Accidenti come bolle questo brodo e quali spezie ci finiscono dentro per servire la pozione magica del mugugno universale genovese. Quello contro i benpensanti delle rime di De Andrè, quello di Bindi che mugugnava contro gli omofobi, quello di Paoli contro gli amori ipocriti, come ha magistralmente riassunto sul Corriere della Sera Francesco Cevasco, per arrivare a definire il Grande Mugugno Grillesco contro la politica sfasciata, corrotta, ladra, incapace.
La Liguria terra leggiadra, il sasso ardente, l’argilla pulita, come cantava il poeta Cardarelli, e adesso una travolgente capacità di trasformare quel mugugno in comicità corrosiva, creatività artistica, capacità spettacolare, fino alla mutazione genetica del Grillo, che va al Quirinale in giacca cravatta (ma la metterà?) a incontrare Napolitano….
In Liguria furoreggiano altri leader assoluti di questo mondo sospeso tra la protesta, il mugugno e l’arte comica e il nuovo filone politico. Se Albenga è in Liguria, da lì viene uno dei più grandi inventori televisivi, Antonio Ricci, che creò Drive In, Striscia la Notizia e l’eroe pupazzo di tutto questo mugugno, il Gabibbo e che si permette si sfottere come nessuno Berlusconi, avendogli fatto guadagnare i miliardi con le sue tv.
E dove è Savona, la patria di Fabio Fazio, l’altra icona a cavallo tra tv, spettacolo, politica, sottile intrattenimento domenicale e festivaliero, re dell’audience, partito da una regione dove l’ascolto è un mix diabolico di commistioni: appunto il mugugno incazzato, la comicità al vetriolo, la battuta infilzante, l’autocritica rovinosa come quella di Gilberto Govi, il capostipite di tutti, che faceva il verso alla avarizia con quella gag sulla sua giacca senza più bottoni: “Come me lo ricordo, qua c’era un pommello (bottone) e li la gassa(l’asola) e ora non c’è più…..”. Come dire non vale la pena di ricucire i bottoni, se ne può fare anche a meno…….
Il brodo di Giuse è bello, denso e ci si può continuare a pescare, almeno fino a quando la Liguria sarà sempre in qualche modo una variante e il suo finale non sarà definitivo.
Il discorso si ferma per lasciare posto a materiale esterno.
// src/classify/validate.rs
//! Cleans one raw LLM classification object. Total: any JSON value in, a valid
//! `Classification` out. Malformed fields degrade to defaults, nothing is rejected.

use serde::{Deserialize, Serialize};
use serde_json::Value;
use std::str::FromStr;

use super::Classification;
use crate::region::{region_for_country, Region, NOT_APPLICABLE};

/// What `region` becomes when it is invalid and the country does not map to one.
#[derive(Debug, Clone, Copy, PartialEq, Eq, Default, Serialize, Deserialize)]
pub enum RegionFallback {
    #[default]
    NotApplicable,
    Region(Region),
}

impl FromStr for RegionFallback {
    type Err = String;

    fn from_str(s: &str) -> Result<Self, Self::Err> {
        let t = s.trim();
        if t.eq_ignore_ascii_case(NOT_APPLICABLE) || t.eq_ignore_ascii_case("none") {
            return Ok(RegionFallback::NotApplicable);
        }
        Region::parse_id(t)
            .map(RegionFallback::Region)
            .ok_or_else(|| format!("expected N/A or a region id, got '{t}'"))
    }
}

#[derive(Debug, Clone, Copy, PartialEq, Eq)]
pub struct ValidationOptions {
    pub hangar_related_default: bool,
    pub completion_status_default: bool,
    pub region_fallback: RegionFallback,
}

impl Default for ValidationOptions {
    fn default() -> Self {
        Self {
            hangar_related_default: true,
            completion_status_default: false,
            region_fallback: RegionFallback::NotApplicable,
        }
    }
}

pub fn validate_result(raw: &Value, opts: &ValidationOptions) -> Classification {
    let country = normalize_country(raw.get("country"));
    let region = match raw.get("region").and_then(Value::as_str).and_then(Region::from_code) {
        Some(r) => Some(r),
        None => derive_region(&country, opts.region_fallback),
    };

    Classification {
        article_id: raw.get("article_id").and_then(coerce_id),
        is_hangar_related: coerce_bool(raw.get("is_hangar_related"), opts.hangar_related_default),
        country,
        region,
        completion_status: coerce_bool(
            raw.get("completion_status"),
            opts.completion_status_default,
        ),
        patterns: coerce_patterns(raw.get("patterns")),
    }
}

/// Exactly two ASCII letters, upper-cased; anything else is "N/A".
pub fn normalize_country(v: Option<&Value>) -> String {
    match v.and_then(Value::as_str).map(str::trim) {
        Some(c) if c.len() == 2 && c.chars().all(|ch| ch.is_ascii_alphabetic()) => {
            c.to_ascii_uppercase()
        }
        _ => NOT_APPLICABLE.to_string(),
    }
}

/// Region from the fixed country table, or the configured fallback.
pub fn derive_region(country: &str, fallback: RegionFallback) -> Option<Region> {
    region_for_country(country).or(match fallback {
        RegionFallback::NotApplicable => None,
        RegionFallback::Region(r) => Some(r),
    })
}

fn coerce_bool(v: Option<&Value>, default: bool) -> bool {
    match v {
        Some(Value::Bool(b)) => *b,
        Some(Value::Number(n)) => n.as_f64().map(|f| f != 0.0).unwrap_or(default),
        Some(Value::String(s)) => match s.trim().to_ascii_lowercase().as_str() {
            "true" | "yes" | "y" | "1" => true,
            "false" | "no" | "n" | "0" => false,
            _ => default,
        },
        _ => default,
    }
}

fn coerce_id(v: &Value) -> Option<u32> {
    match v {
        Value::Number(n) => n.as_u64().and_then(|x| u32::try_from(x).ok()),
        Value::String(s) => s.trim().parse().ok(),
        _ => None,
    }
}

fn coerce_patterns(v: Option<&Value>) -> Vec<String> {
    let Some(Value::Array(items)) = v else {
        return Vec::new();
    };
    let mut out: Vec<String> = Vec::new();
    for it in items {
        if let Some(s) = it.as_str() {
            let t = s.trim().to_lowercase();
            if !t.is_empty() && !out.contains(&t) {
                out.push(t);
            }
        }
    }
    out
}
Intanto Genova-capitale era la città più bersaniana d’Italia, quella che lo aveva premiato di più di ogni altra nelle Primarie. Ora il primo partito è quello di Giuse e il giaguaro è diventato indelebile, anche se a Genova e in Liguria il suo partito Pdl prende solo il 18 per cento dei voti. Ma non lo sa, perchè è “a sua insaputa”, come la casa al Colosseo di Claudio Scajola, altro ligure imperiese, di un altro tipo di variante.